* Your objective: After finding the line with "in degrees Celsius" in the entries below, retype exactly each line from there through the line with "pub fn to_event(&self)", including that final line.

(Records from a collection)
------------------------
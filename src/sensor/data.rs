//! Data structures for readings and events.

use crate::error::{MonitorError, Result};
use chrono::{DateTime, Utc};
use serde::{Deserialize, Serialize};
use std::fmt;

/// A single temperature reading taken from a sensor.
#[derive(Debug, Clone, Copy, PartialEq, Serialize, Deserialize)]
pub struct Reading {
    /// Temperature in degrees Celsius
    pub celsius: f64,
    /// When the reading was taken
    pub taken_at: DateTime<Utc>,
}

impl Reading {
    /// Create a reading stamped with the current time.
    pub fn new(celsius: f64) -> Self {
        Self {
            celsius,
            taken_at: Utc::now(),
        }
    }

    /// Serialize the reading into the event passed down the pipeline.
    pub fn to_event(&self) -> Event {
        Event::new(self.celsius.to_string())
    }
}

/// Textual form of a reading as it travels from watcher to strategy.
#[derive(Debug, Clone, PartialEq, Eq, Hash, Serialize, Deserialize)]
#[serde(transparent)]
pub struct Event(String);

impl Event {
    pub fn new(raw: impl Into<String>) -> Self {
        Self(raw.into())
    }

    pub fn as_str(&self) -> &str {
        &self.0
    }

    /// Parse the event as a finite temperature value. Surrounding
    /// whitespace is not accepted.
    pub fn value(&self) -> Result<f64> {
        match self.0.parse::<f64>() {
            Ok(value) if value.is_finite() => Ok(value),
            _ => Err(MonitorError::parse_error(self.0.as_str())),
        }
    }
}

impl fmt::Display for Event {
    fn fmt(&self, f: &mut fmt::Formatter<'_>) -> fmt::Result {
        f.write_str(&self.0)
    }
}

impl From<&str> for Event {
    fn from(raw: &str) -> Self {
        Self::new(raw)
    }
}

impl From<String> for Event {
    fn from(raw: String) -> Self {
        Self(raw)
    }
}

impl From<Reading> for Event {
    fn from(reading: Reading) -> Self {
        reading.to_event()
    }
}

/// Unit a notification payload is expressed in.
#[derive(
    Debug, Clone, Copy, Default, PartialEq, Eq, Serialize, Deserialize, clap::ValueEnum,
)]
pub enum TemperatureUnit {
    #[default]
    #[value(name = "Celsius", alias = "celsius")]
    Celsius,
    #[value(name = "Fahrenheit", alias = "fahrenheit")]
    Fahrenheit,
}

impl TemperatureUnit {
    /// Convert a Celsius value into this unit.
    pub fn from_celsius(self, celsius: f64) -> f64 {
        match self {
            Self::Celsius => celsius,
            Self::Fahrenheit => celsius * 9.0 / 5.0 + 32.0,
        }
    }

    /// Suffix appended to decorated payloads.
    pub fn suffix(self) -> &'static str {
        match self {
            Self::Celsius => "C",
            Self::Fahrenheit => "F",
        }
    }

    pub fn name(self) -> &'static str {
        match self {
            Self::Celsius => "Celsius",
            Self::Fahrenheit => "Fahrenheit",
        }
    }
}

impl fmt::Display for TemperatureUnit {
    fn fmt(&self, f: &mut fmt::Formatter<'_>) -> fmt::Result {
        f.write_str(self.name())
    }
}

#[cfg(test)]
mod tests {
    use super::*;

    #[test]
    fn test_event_value_parsing() {
        assert_eq!(Event::from("33.1").value().unwrap(), 33.1);
        assert_eq!(Event::from("21").value().unwrap(), 21.0);
        assert!(matches!(
            Event::from("abc").value(),
            Err(MonitorError::Parse { .. })
        ));
    }

    #[test]
    fn test_padded_events_are_rejected() {
        assert!(Event::from(" 21 ").value().is_err());
        assert!(Event::from("33.0\n").value().is_err());
    }

    #[test]
    fn test_non_finite_events_are_rejected() {
        assert!(Event::from("NaN").value().is_err());
        assert!(Event::from("inf").value().is_err());
    }

    #[test]
    fn test_reading_to_event_is_lossless() {
        let reading = Reading::new(34.6);
        let event = reading.to_event();
        assert_eq!(event.as_str(), "34.6");
        assert_eq!(event.value().unwrap(), 34.6);
    }

    #[test]
    fn test_unit_conversion() {
        assert_eq!(TemperatureUnit::Celsius.from_celsius(34.6), 34.6);
        assert_eq!(TemperatureUnit::Fahrenheit.from_celsius(100.0), 212.0);
        assert_eq!(TemperatureUnit::Fahrenheit.from_celsius(-40.0), -40.0);
    }
}
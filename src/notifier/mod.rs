//! Outbound notifications.
//!
//! A [`Notifier`] delivers one decorated payload to the outside world. The
//! only transport shipped is [`UrlPathNotifier`], which appends the payload to
//! an endpoint URL and issues a GET.

pub mod url_path;

pub use url_path::UrlPathNotifier;

use crate::error::Result;
use async_trait::async_trait;

/// Delivers a decorated event to a remote endpoint.
#[async_trait]
pub trait Notifier: Send + Sync {
    /// Send one payload. No retries are attempted on failure.
    async fn notify(&self, payload: &str) -> Result<()>;
}

#[async_trait]
impl<N: Notifier + ?Sized> Notifier for Box<N> {
    async fn notify(&self, payload: &str) -> Result<()> {
        (**self).notify(payload).await
    }
}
------------------------
* Answer to the exercise:
    /// Temperature in degrees Celsius
    pub celsius: f64,
    /// When the reading was taken
    pub taken_at: DateTime<Utc>,
}

impl Reading {
    /// Create a reading stamped with the current time.
    pub fn new(celsius: f64) -> Self {
        Self {
            celsius,
            taken_at: Utc::now(),
        }
    }

    /// Serialize the reading into the event passed down the pipeline.
    pub fn to_event(&self) -> Event {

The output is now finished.